TASK GOAL => In the records that come next, find every line with "after". Return those lines.
━━ RECORDS FOR THE TASK ━━
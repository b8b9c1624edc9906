//! The credential store itself (spec.md §4.1)
//!
//! A coarse-grained `RwLock` around one `Inner` struct is acceptable per
//! spec.md §5: operations are O(accounts) at worst and pool sizes are small.
//! Reads clone the account record so callers never hold the lock across
//! await points in their own code.

use std::collections::HashMap;

use common::time::now_millis;
use tokio::sync::RwLock;
use tracing::{info, warn};

use crate::account::{Account, AccountStatus, NewCredential};
use crate::error::{Error, Result};

/// Exponential backoff ceiling: cooldown saturates at 2^6 = 64x the base
/// duration (spec.md §4.1/§4.7).
const MAX_BACKOFF_EXPONENT: u32 = 6;

/// Outcome of [`AccountStore::add`].
#[derive(Debug, Clone, PartialEq, Eq)]
pub struct AddResult {
    pub id: String,
    pub rank: usize,
    pub is_new: bool,
}

struct Inner {
    accounts: Vec<Account>,
    email_index: HashMap<String, usize>,
}

/// Owns every account record for the process lifetime.
pub struct AccountStore {
    inner: RwLock<Inner>,
    cooldown_base_ms: u64,
}

impl AccountStore {
    /// `cooldown_base_ms` is the configured base cooldown duration (spec.md
    /// §4.7; default 60000 when unset by the caller).
    pub fn new(cooldown_base_ms: u64) -> Self {
        Self {
            inner: RwLock::new(Inner {
                accounts: Vec::new(),
                email_index: HashMap::new(),
            }),
            cooldown_base_ms,
        }
    }

    /// Add a credential, or update the existing account if the email is
    /// already known (spec.md §4.1 `add`). O(1) via the email index.
    pub async fn add(&self, credential: NewCredential) -> AddResult {
        let mut inner = self.inner.write().await;
        if let Some(&idx) = inner.email_index.get(&credential.email) {
            let account = &mut inner.accounts[idx];
            account.access_token = credential.access_token;
            account.refresh_token = credential.refresh_token;
            account.expiry = credential.expiry_date;
            if credential.project_id.is_some() {
                account.configured_project_id = credential.project_id;
            }
            account.status = AccountStatus::Ready;
            account.cooldown_until = None;
            account.error_count = 0;
            account.consecutive_errors = 0;
            info!(account_id = %account.id, email = %account.email, "updated existing account");
            return AddResult {
                id: account.id.clone(),
                rank: account.rank,
                is_new: false,
            };
        }

        let rank = inner.accounts.len() + 1;
        let email = credential.email.clone();
        let account = Account::new(rank, credential);
        let id = account.id.clone();
        inner.email_index.insert(email, inner.accounts.len());
        inner.accounts.push(account);
        info!(account_id = %id, rank, "added new account");
        AddResult {
            id,
            rank,
            is_new: true,
        }
    }

    /// Fetch a clone of one account by id.
    pub async fn get(&self, id: &str) -> Option<Account> {
        let inner = self.inner.read().await;
        inner.accounts.iter().find(|a| a.id == id).cloned()
    }

    /// All accounts in insertion order.
    pub async fn list(&self) -> Vec<Account> {
        self.inner.read().await.accounts.clone()
    }

    /// All account ids in insertion order.
    pub async fn list_ids(&self) -> Vec<String> {
        self.inner
            .read()
            .await
            .accounts
            .iter()
            .map(|a| a.id.clone())
            .collect()
    }

    /// Record a successful dispatch: resets error streak and clears cooldown
    /// (spec.md §4.1 `markSuccess`).
    pub async fn mark_success(&self, id: &str) -> Result<()> {
        let mut inner = self.inner.write().await;
        let account = find_mut(&mut inner.accounts, id)?;
        account.request_count += 1;
        account.last_used = Some(now_millis());
        account.consecutive_errors = 0;
        account.status = AccountStatus::Ready;
        account.cooldown_until = None;
        Ok(())
    }

    /// Record a rate-limit failure: schedules exponential-backoff cooldown
    /// (spec.md §4.1 `markCooldown`, §4.7 backoff schedule).
    pub async fn mark_cooldown(&self, id: &str) -> Result<()> {
        let mut inner = self.inner.write().await;
        let base_ms = self.cooldown_base_ms;
        let account = find_mut(&mut inner.accounts, id)?;
        account.consecutive_errors += 1;
        account.error_count += 1;
        let exponent = (account.consecutive_errors - 1).min(MAX_BACKOFF_EXPONENT);
        let duration_ms = base_ms.saturating_mul(1u64 << exponent);
        let until = now_millis() + duration_ms;
        account.status = AccountStatus::Cooldown;
        account.cooldown_until = Some(until);
        warn!(
            account_id = id,
            consecutive_errors = account.consecutive_errors,
            cooldown_ms = duration_ms,
            "account entering cooldown"
        );
        Ok(())
    }

    /// Record a non-recoverable auth failure (spec.md §4.1 `markError`).
    /// Does not schedule a recovery — the account stays `Error` until an
    /// operator-driven `add` refreshes its credential.
    pub async fn mark_error(&self, id: &str) -> Result<()> {
        let mut inner = self.inner.write().await;
        let account = find_mut(&mut inner.accounts, id)?;
        account.status = AccountStatus::Error;
        account.error_count += 1;
        warn!(account_id = id, "account marked error (auth failure)");
        Ok(())
    }

    /// Flip any account whose cooldown has elapsed back to `Ready`
    /// (spec.md §4.1 `expireCooldowns`).
    pub async fn expire_cooldowns(&self) {
        let mut inner = self.inner.write().await;
        let now = now_millis();
        for account in inner.accounts.iter_mut() {
            if account.status == AccountStatus::Cooldown {
                if let Some(until) = account.cooldown_until {
                    if now >= until {
                        account.status = AccountStatus::Ready;
                        account.cooldown_until = None;
                    }
                }
            }
        }
    }

    /// Ready accounts after lazily expiring cooldowns.
    pub async fn ready_accounts(&self) -> Vec<Account> {
        self.expire_cooldowns().await;
        self.inner
            .read()
            .await
            .accounts
            .iter()
            .filter(|a| a.status == AccountStatus::Ready)
            .cloned()
            .collect()
    }

    /// Earliest cooldown-until timestamp across all cooling-down accounts,
    /// after lazy expiry (spec.md §4.1 `earliestCooldownEnd`).
    pub async fn earliest_cooldown_end(&self) -> Option<u64> {
        self.expire_cooldowns().await;
        self.inner
            .read()
            .await
            .accounts
            .iter()
            .filter(|a| a.status == AccountStatus::Cooldown)
            .filter_map(|a| a.cooldown_until)
            .min()
    }

    /// Persist a discovered project id onto an account (spec.md §4.3 step 3).
    pub async fn set_discovered_project_id(&self, id: &str, project_id: String) -> Result<()> {
        let mut inner = self.inner.write().await;
        let account = find_mut(&mut inner.accounts, id)?;
        account.discovered_project_id = Some(project_id);
        Ok(())
    }

    /// Replace an account's tokens after a successful refresh (spec.md §4.2).
    pub async fn update_tokens(
        &self,
        id: &str,
        access_token: String,
        refresh_token: String,
        expiry: u64,
    ) -> Result<()> {
        let mut inner = self.inner.write().await;
        let account = find_mut(&mut inner.accounts, id)?;
        account.access_token = access_token;
        account.refresh_token = refresh_token;
        account.expiry = expiry;
        Ok(())
    }
}

fn find_mut<'a>(accounts: &'a mut [Account], id: &str) -> Result<&'a mut Account> {
    accounts
        .iter_mut()
        .find(|a| a.id == id)
        .ok_or_else(|| Error::NotFound(id.to_string()))
}

#[cfg(test)]
mod tests {
    use super::*;

    fn credential(email: &str) -> NewCredential {
        NewCredential {
            email: email.to_string(),
            access_token: format!("at_{email}"),
            refresh_token: format!("rt_{email}"),
            expiry_date: now_millis() + 3_600_000,
            project_id: None,
        }
    }

    #[tokio::test]
    async fn add_assigns_sequential_ranks() {
        let store = AccountStore::new(60_000);
        let a = store.add(credential("a@example.com")).await;
        let b = store.add(credential("b@example.com")).await;
        assert_eq!(a.id, "account-1");
        assert_eq!(b.id, "account-2");
        assert!(a.is_new && b.is_new);
    }

    #[tokio::test]
    async fn add_is_idempotent_on_email() {
        let store = AccountStore::new(60_000);
        let first = store.add(credential("dup@example.com")).await;
        let second = store.add(credential("dup@example.com")).await;
        assert_eq!(first.id, second.id);
        assert!(!second.is_new);
        assert_eq!(store.list().await.len(), 1);
    }

    #[tokio::test]
    async fn update_in_place_resets_errors_and_status() {
        let store = AccountStore::new(0);
        let added = store.add(credential("flaky@example.com")).await;
        store.mark_cooldown(&added.id).await.unwrap();
        let acct = store.get(&added.id).await.unwrap();
        assert_eq!(acct.status, AccountStatus::Cooldown);

        store.add(credential("flaky@example.com")).await;
        let acct = store.get(&added.id).await.unwrap();
        assert_eq!(acct.status, AccountStatus::Ready);
        assert_eq!(acct.consecutive_errors, 0);
        assert_eq!(acct.error_count, 0);
    }

    #[tokio::test]
    async fn mark_success_resets_consecutive_errors() {
        let store = AccountStore::new(60_000);
        let added = store.add(credential("a@example.com")).await;
        store.mark_cooldown(&added.id).await.unwrap();
        store.mark_cooldown(&added.id).await.unwrap();
        store.mark_success(&added.id).await.unwrap();

        let account = store.get(&added.id).await.unwrap();
        assert_eq!(account.status, AccountStatus::Ready);
        assert_eq!(account.consecutive_errors, 0);
        assert!(account.cooldown_until.is_none());
        assert_eq!(account.request_count, 1);
    }

    #[tokio::test]
    async fn cooldown_backoff_escalates_and_saturates() {
        let store = AccountStore::new(1000);
        let added = store.add(credential("a@example.com")).await;

        for expected_multiplier in [1u64, 2, 4, 8, 16, 32, 64, 64, 64] {
            store.mark_cooldown(&added.id).await.unwrap();
            let account = store.get(&added.id).await.unwrap();
            let until = account.cooldown_until.unwrap();
            let now = now_millis();
            let delta = until.saturating_sub(now);
            let expected = 1000 * expected_multiplier;
            assert!(
                delta.abs_diff(expected) < 50,
                "expected ~{expected}ms, got {delta}ms at k={}",
                account.consecutive_errors
            );
        }
    }

    #[tokio::test]
    async fn expire_cooldowns_flips_elapsed_accounts_to_ready() {
        let store = AccountStore::new(0);
        let added = store.add(credential("a@example.com")).await;
        store.mark_cooldown(&added.id).await.unwrap();

        tokio::time::sleep(std::time::Duration::from_millis(5)).await;

        let ready = store.ready_accounts().await;
        assert_eq!(ready.len(), 1);
        assert_eq!(ready[0].id, added.id);
    }

    #[tokio::test]
    async fn ready_accounts_never_returns_cooling_or_error() {
        let store = AccountStore::new(3_600_000);
        let a = store.add(credential("a@example.com")).await;
        let b = store.add(credential("b@example.com")).await;
        let c = store.add(credential("c@example.com")).await;
        store.mark_cooldown(&a.id).await.unwrap();
        store.mark_error(&b.id).await.unwrap();

        let ready = store.ready_accounts().await;
        assert_eq!(ready.len(), 1);
        assert_eq!(ready[0].id, c.id);
    }

    #[tokio::test]
    async fn mark_error_never_schedules_cooldown() {
        let store = AccountStore::new(60_000);
        let added = store.add(credential("a@example.com")).await;
        store.mark_error(&added.id).await.unwrap();
        let account = store.get(&added.id).await.unwrap();
        assert_eq!(account.status, AccountStatus::Error);
        assert!(account.cooldown_until.is_none());
    }

    #[tokio::test]
    async fn earliest_cooldown_end_reports_minimum() {
        let store = AccountStore::new(60_000);
        let a = store.add(credential("a@example.com")).await;
        let b = store.add(credential("b@example.com")).await;
        store.mark_cooldown(&a.id).await.unwrap();
        store.mark_cooldown(&b.id).await.unwrap();
        store.mark_cooldown(&b.id).await.unwrap(); // b backs off further

        let a_until = store.get(&a.id).await.unwrap().cooldown_until.unwrap();
        let earliest = store.earliest_cooldown_end().await.unwrap();
        assert_eq!(earliest, a_until);
    }

    #[tokio::test]
    async fn operations_on_unknown_id_error() {
        let store = AccountStore::new(60_000);
        assert!(store.mark_success("account-999").await.is_err());
        assert!(store.mark_cooldown("account-999").await.is_err());
        assert!(store.mark_error("account-999").await.is_err());
    }
}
━━━
WRITTEN REPLY =>
    /// Ready accounts after lazily expiring cooldowns.
    /// after lazy expiry (spec.md §4.1 `earliestCooldownEnd`).
    /// Replace an account's tokens after a successful refresh (spec.md §4.2).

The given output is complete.